Step-by-step explanation:
To solve the problem of how much was invested in each mutual fund, we can set up a system of equations based on the given information. We are told that the investor invested a total of $3,100 in two funds, and the combined profit from these funds was $153.
Let x be the amount invested in the 6% fund, and y be the amount invested in the 3% fund. We have the following two equations:
- x + y = 3100 (the total amount invested)
- 0.06x + 0.03y = 153 (the total profit made from both investments)
To solve the system, we multiply the second equation by 100 to get rid of the decimals:
6x + 3y = 15300
We can now solve this system using substitution or elimination. If we use elimination, we can multiply the first equation by 3 and subtract it from the second equation to eliminate y:
3x + 3y = 9300 (multiplied first equation by 3)
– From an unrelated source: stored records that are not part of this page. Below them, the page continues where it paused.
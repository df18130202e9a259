use std::fs;
use std::path::{Path, PathBuf};

use tracing::{debug, info, instrument};

use crate::navis::tools::error::Result;
use crate::navis::tools::flatten::{
    self, ConsoleMirror, DEFAULT_IMAGE_PREFIX, DiagnosticSink, FlattenOptions, FlattenOutcome,
};
use crate::navis::tools::io::{csv_write, excel_write, xml_read};

/// Default name of the CSV artifact.
pub const DEFAULT_CSV_FILE: &str = "navisworks_views_comments.csv";
/// Default name of the diagnostic trace artifact.
pub const DEFAULT_LOG_FILE: &str = "debug.txt";

/// Where the artifacts of a run go and how the run reports progress.
#[derive(Debug, Clone, PartialEq, Eq)]
pub struct ExportOptions {
    pub csv_path: PathBuf,
    pub log_path: PathBuf,
    pub xlsx_path: Option<PathBuf>,
    pub stream_debug: bool,
}

impl Default for ExportOptions {
    fn default() -> Self {
        Self {
            csv_path: PathBuf::from(DEFAULT_CSV_FILE),
            log_path: PathBuf::from(DEFAULT_LOG_FILE),
            xlsx_path: None,
            stream_debug: false,
        }
    }
}

impl ExportOptions {
    /// Image references are named after the CSV file: `<stem>_vp`, or
    /// `vp_` when the CSV path has no stem.
    pub fn image_prefix(&self) -> String {
        match self.csv_path.file_stem().map(|stem| stem.to_string_lossy()) {
            Some(stem) if !stem.is_empty() => format!("{stem}_vp"),
            _ => DEFAULT_IMAGE_PREFIX.to_string(),
        }
    }

    fn flatten_options(&self) -> FlattenOptions {
        FlattenOptions {
            image_prefix: self.image_prefix(),
        }
    }
}

/// Counts reported after a successful run.
#[derive(Debug, Clone, Copy, PartialEq, Eq)]
pub struct ExportSummary {
    pub view_count: u32,
    pub record_count: usize,
    pub duplicate_count: usize,
    pub diagnostic_count: usize,
}

impl From<&FlattenOutcome> for ExportSummary {
    fn from(outcome: &FlattenOutcome) -> Self {
        Self {
            view_count: outcome.view_count,
            record_count: outcome.records.len(),
            duplicate_count: outcome.duplicate_count,
            diagnostic_count: outcome.diagnostics.len(),
        }
    }
}

/// Reads a viewpoint export, flattens it and writes every artifact. Nothing
/// is written unless reading and flattening succeed.
#[instrument(
    level = "info",
    skip_all,
    fields(input = %input.display(), csv = %options.csv_path.display())
)]
pub fn export_document(input: &Path, options: &ExportOptions) -> Result<ExportSummary> {
    let outcome = if options.stream_debug {
        let mut mirror = ConsoleMirror::stdout();
        process_document(input, options, Some(&mut mirror))?
    } else {
        process_document(input, options, None)?
    };

    write_outputs(&outcome, options)?;
    let summary = ExportSummary::from(&outcome);
    info!(
        views = summary.view_count,
        records = summary.record_count,
        duplicates = summary.duplicate_count,
        "export complete"
    );
    Ok(summary)
}

/// Parses and flattens the document without touching any output file.
#[instrument(level = "debug", skip_all, fields(input = %input.display()))]
pub fn process_document(
    input: &Path,
    options: &ExportOptions,
    mirror: Option<&mut dyn DiagnosticSink>,
) -> Result<FlattenOutcome> {
    let document = xml_read::read_document(input)?;
    info!(
        folders = document.folders.len(),
        views = document.view_count(),
        "parsed viewpoint export"
    );
    Ok(flatten::flatten_document(
        &document,
        &options.flatten_options(),
        mirror,
    ))
}

/// Persists the table, the diagnostic trace and, when requested, the
/// workbook. Every artifact is rendered in memory first so that a rendering
/// failure leaves no file behind.
#[instrument(level = "debug", skip_all)]
pub fn write_outputs(outcome: &FlattenOutcome, options: &ExportOptions) -> Result<()> {
    let table = csv_write::render_records(&outcome.records)?;
    let trace = outcome.diagnostics.render();
    let workbook = match &options.xlsx_path {
        Some(_) => Some(excel_write::render_workbook(&outcome.records)?),
        None => None,
    };

    fs::write(&options.csv_path, table)?;
    debug!(path = %options.csv_path.display(), "table written");

    fs::write(&options.log_path, trace)?;
    debug!(path = %options.log_path.display(), "diagnostics written");

    if let (Some(xlsx_path), Some(workbook)) = (&options.xlsx_path, workbook) {
        fs::write(xlsx_path, workbook)?;
        debug!(path = %xlsx_path.display(), "workbook written");
    }
    Ok(())
}

#[cfg(test)]
mod tests {
    use super::*;

    #[test]
    fn image_prefix_follows_csv_stem() {
        let options = ExportOptions::default();
        assert_eq!(options.image_prefix(), "navisworks_views_comments_vp");

        let options = ExportOptions {
            csv_path: PathBuf::from("out/report.csv"),
            ..ExportOptions::default()
        };
        assert_eq!(options.image_prefix(), "report_vp");
    }

    #[test]
    fn image_prefix_falls_back_without_stem() {
        let options = ExportOptions {
            csv_path: PathBuf::from("/"),
            ..ExportOptions::default()
        };
        assert_eq!(options.image_prefix(), "vp_");
    }
}
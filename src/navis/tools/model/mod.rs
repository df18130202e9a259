use serde::Serialize;

/// Separator used when folder names are joined for display.
pub const PATH_SEPARATOR: &str = " > ";

/// Header row of the exported table, in column order.
pub const COLUMNS: [&str; 11] = [
    "Category",
    "Level",
    "Subfolder",
    "ViewName",
    "GUID",
    "CommentID",
    "Status",
    "User",
    "Body",
    "CreatedDate",
    "ImagePath",
];

/// A fully parsed viewpoint export. Only the top-level folders found under
/// the `viewpoints` element are kept; everything else in the file is ignored.
#[derive(Debug, Clone, Default, PartialEq, Eq)]
pub struct ViewpointDocument {
    pub folders: Vec<ViewFolder>,
}

impl ViewpointDocument {
    /// Total number of views across every folder, at any depth.
    pub fn view_count(&self) -> usize {
        self.folders.iter().map(ViewFolder::view_count).sum()
    }
}

/// A `viewfolder` element. Views and child folders keep document order
/// within their own lists.
#[derive(Debug, Clone, Default, PartialEq, Eq)]
pub struct ViewFolder {
    pub name: String,
    pub views: Vec<View>,
    pub folders: Vec<ViewFolder>,
}

impl ViewFolder {
    pub fn new(name: impl Into<String>) -> Self {
        Self {
            name: name.into(),
            ..Self::default()
        }
    }

    pub fn with_view(mut self, view: View) -> Self {
        self.views.push(view);
        self
    }

    pub fn with_folder(mut self, folder: ViewFolder) -> Self {
        self.folders.push(folder);
        self
    }

    fn view_count(&self) -> usize {
        self.views.len() + self.folders.iter().map(ViewFolder::view_count).sum::<usize>()
    }
}

/// A saved viewpoint. `identifier` is the export's `guid` attribute and is
/// treated as an opaque string.
#[derive(Debug, Clone, Default, PartialEq, Eq)]
pub struct View {
    pub name: String,
    pub identifier: String,
    pub comments: Vec<Comment>,
}

impl View {
    pub fn new(name: impl Into<String>, identifier: impl Into<String>) -> Self {
        Self {
            name: name.into(),
            identifier: identifier.into(),
            comments: Vec::new(),
        }
    }

    pub fn with_comment(mut self, comment: Comment) -> Self {
        self.comments.push(comment);
        self
    }
}

/// A review comment attached to a view.
#[derive(Debug, Clone, Default, PartialEq, Eq)]
pub struct Comment {
    pub id: String,
    pub status: String,
    pub user: Option<String>,
    pub body: Option<String>,
    pub created: Option<CreatedDate>,
}

impl Comment {
    pub fn new(id: impl Into<String>, status: impl Into<String>) -> Self {
        Self {
            id: id.into(),
            status: status.into(),
            ..Self::default()
        }
    }
}

/// The `createddate` element of a comment.
///
/// `raw` keeps the element's source text so that normalisation failures can
/// be reported verbatim.
#[derive(Debug, Clone, Default, PartialEq, Eq)]
pub struct CreatedDate {
    pub date: Option<DateDescriptor>,
    pub raw: String,
}

/// Unparsed `year`/`month`/`day` attributes of a `date` element.
#[derive(Debug, Clone, Default, PartialEq, Eq)]
pub struct DateDescriptor {
    pub year: Option<String>,
    pub month: Option<String>,
    pub day: Option<String>,
}

impl DateDescriptor {
    pub fn new(year: impl ToString, month: impl ToString, day: impl ToString) -> Self {
        Self {
            year: Some(year.to_string()),
            month: Some(month.to_string()),
            day: Some(day.to_string()),
        }
    }
}

/// Ordered folder names from the top-level category down to the current
/// folder. Extending a path yields a new value; the parent is never touched.
#[derive(Debug, Clone, Default, PartialEq, Eq)]
pub struct FolderPath(Vec<String>);

impl FolderPath {
    pub fn root() -> Self {
        Self::default()
    }

    pub fn child(&self, name: &str) -> Self {
        let mut segments = self.0.clone();
        segments.push(name.to_string());
        Self(segments)
    }

    pub fn depth(&self) -> usize {
        self.0.len()
    }

    pub fn category(&self) -> Option<&str> {
        self.0.first().map(String::as_str)
    }

    pub fn subcategory(&self) -> Option<&str> {
        self.0.get(1).map(String::as_str)
    }

    /// Everything below the subcategory, joined for display. `None` when the
    /// path is shallower than three folders.
    pub fn detail(&self) -> Option<String> {
        (self.0.len() > 2).then(|| self.0[2..].join(PATH_SEPARATOR))
    }
}

impl<S: Into<String>> FromIterator<S> for FolderPath {
    fn from_iter<I: IntoIterator<Item = S>>(iter: I) -> Self {
        Self(iter.into_iter().map(Into::into).collect())
    }
}

impl std::fmt::Display for FolderPath {
    fn fmt(&self, f: &mut std::fmt::Formatter<'_>) -> std::fmt::Result {
        f.write_str(&self.0.join(PATH_SEPARATOR))
    }
}

/// One row of the exported table. Field renames match [`COLUMNS`].
#[derive(Debug, Clone, Default, PartialEq, Eq, Serialize)]
pub struct FlatRecord {
    #[serde(rename = "Category")]
    pub category: Option<String>,
    #[serde(rename = "Level")]
    pub subcategory: Option<String>,
    #[serde(rename = "Subfolder")]
    pub detail_path: Option<String>,
    #[serde(rename = "ViewName")]
    pub view_name: String,
    #[serde(rename = "GUID")]
    pub view_identifier: String,
    #[serde(rename = "CommentID")]
    pub comment_id: Option<String>,
    #[serde(rename = "Status")]
    pub status: Option<String>,
    #[serde(rename = "User")]
    pub user: Option<String>,
    #[serde(rename = "Body")]
    pub body: Option<String>,
    #[serde(rename = "CreatedDate")]
    pub created_date: Option<String>,
    #[serde(rename = "ImagePath")]
    pub image_reference: String,
}

impl FlatRecord {
    /// Cell values in [`COLUMNS`] order, `None` for empty cells.
    pub fn cells(&self) -> [Option<&str>; 11] {
        [
            self.category.as_deref(),
            self.subcategory.as_deref(),
            self.detail_path.as_deref(),
            Some(self.view_name.as_str()),
            Some(self.view_identifier.as_str()),
            self.comment_id.as_deref(),
            self.status.as_deref(),
            self.user.as_deref(),
            self.body.as_deref(),
            self.created_date.as_deref(),
            Some(self.image_reference.as_str()),
        ]
    }
}
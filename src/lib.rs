//! Core library for the navis-export command line application.
//!
//! The library turns a Navisworks viewpoint export into a flat comment table
//! plus a diagnostic trace. Responsibilities are kept narrow: the document
//! model lives in [`navis::tools::model`], readers and writers under
//! [`navis::tools::io`], the flattening walk in [`navis::tools::flatten`], and
//! the end-to-end orchestration in [`navis::tools::export`].

pub mod navis;

pub use navis::tools::{Result, ToolError, error, export, flatten, io, model};
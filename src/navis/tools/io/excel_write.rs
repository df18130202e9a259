use rust_xlsxwriter::{Table, TableColumn, Workbook};

use crate::navis::tools::error::Result;
use crate::navis::tools::model::{COLUMNS, FlatRecord};

/// Name of the single worksheet holding the exported rows.
pub const SHEET_NAME: &str = "Comments";

/// Renders the records as `.xlsx` bytes with one autofiltered table. Cell
/// limits (string length, row count) surface here as errors.
pub fn render_workbook(records: &[FlatRecord]) -> Result<Vec<u8>> {
    let mut workbook = Workbook::new();
    let worksheet = workbook.add_worksheet();
    worksheet.set_name(SHEET_NAME)?;

    for (col_idx, header) in COLUMNS.iter().enumerate() {
        worksheet.write_string(0, col_idx as u16, *header)?;
    }

    for (row_idx, record) in records.iter().enumerate() {
        for (col_idx, cell) in record.cells().into_iter().enumerate() {
            if let Some(value) = cell {
                worksheet.write_string((row_idx + 1) as u32, col_idx as u16, value)?;
            }
        }
    }

    if !records.is_empty() {
        let columns: Vec<TableColumn> = COLUMNS
            .iter()
            .map(|header| TableColumn::new().set_header(*header))
            .collect();
        let table = Table::new().set_autofilter(true).set_columns(&columns);

        let col_end = (COLUMNS.len() as u16).saturating_sub(1);
        worksheet.add_table(0, 0, records.len() as u32, col_end, &table)?;
    }

    Ok(workbook.save_to_buffer()?)
}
6x + 3y = 15300 (second equation)
Subtract the first from the second to get:
3x = 6000, and thus x = 2000
Substituting x back into the first equation:
2000 + y = 3100, so y = 1100
Therefore, the investor invested $2000 in the 6% fund and $1100 in the 3% fund, which is not listed in the multiple-choice options provided by the student. This indicates that there might be an error in the options given or a misunderstanding in the question.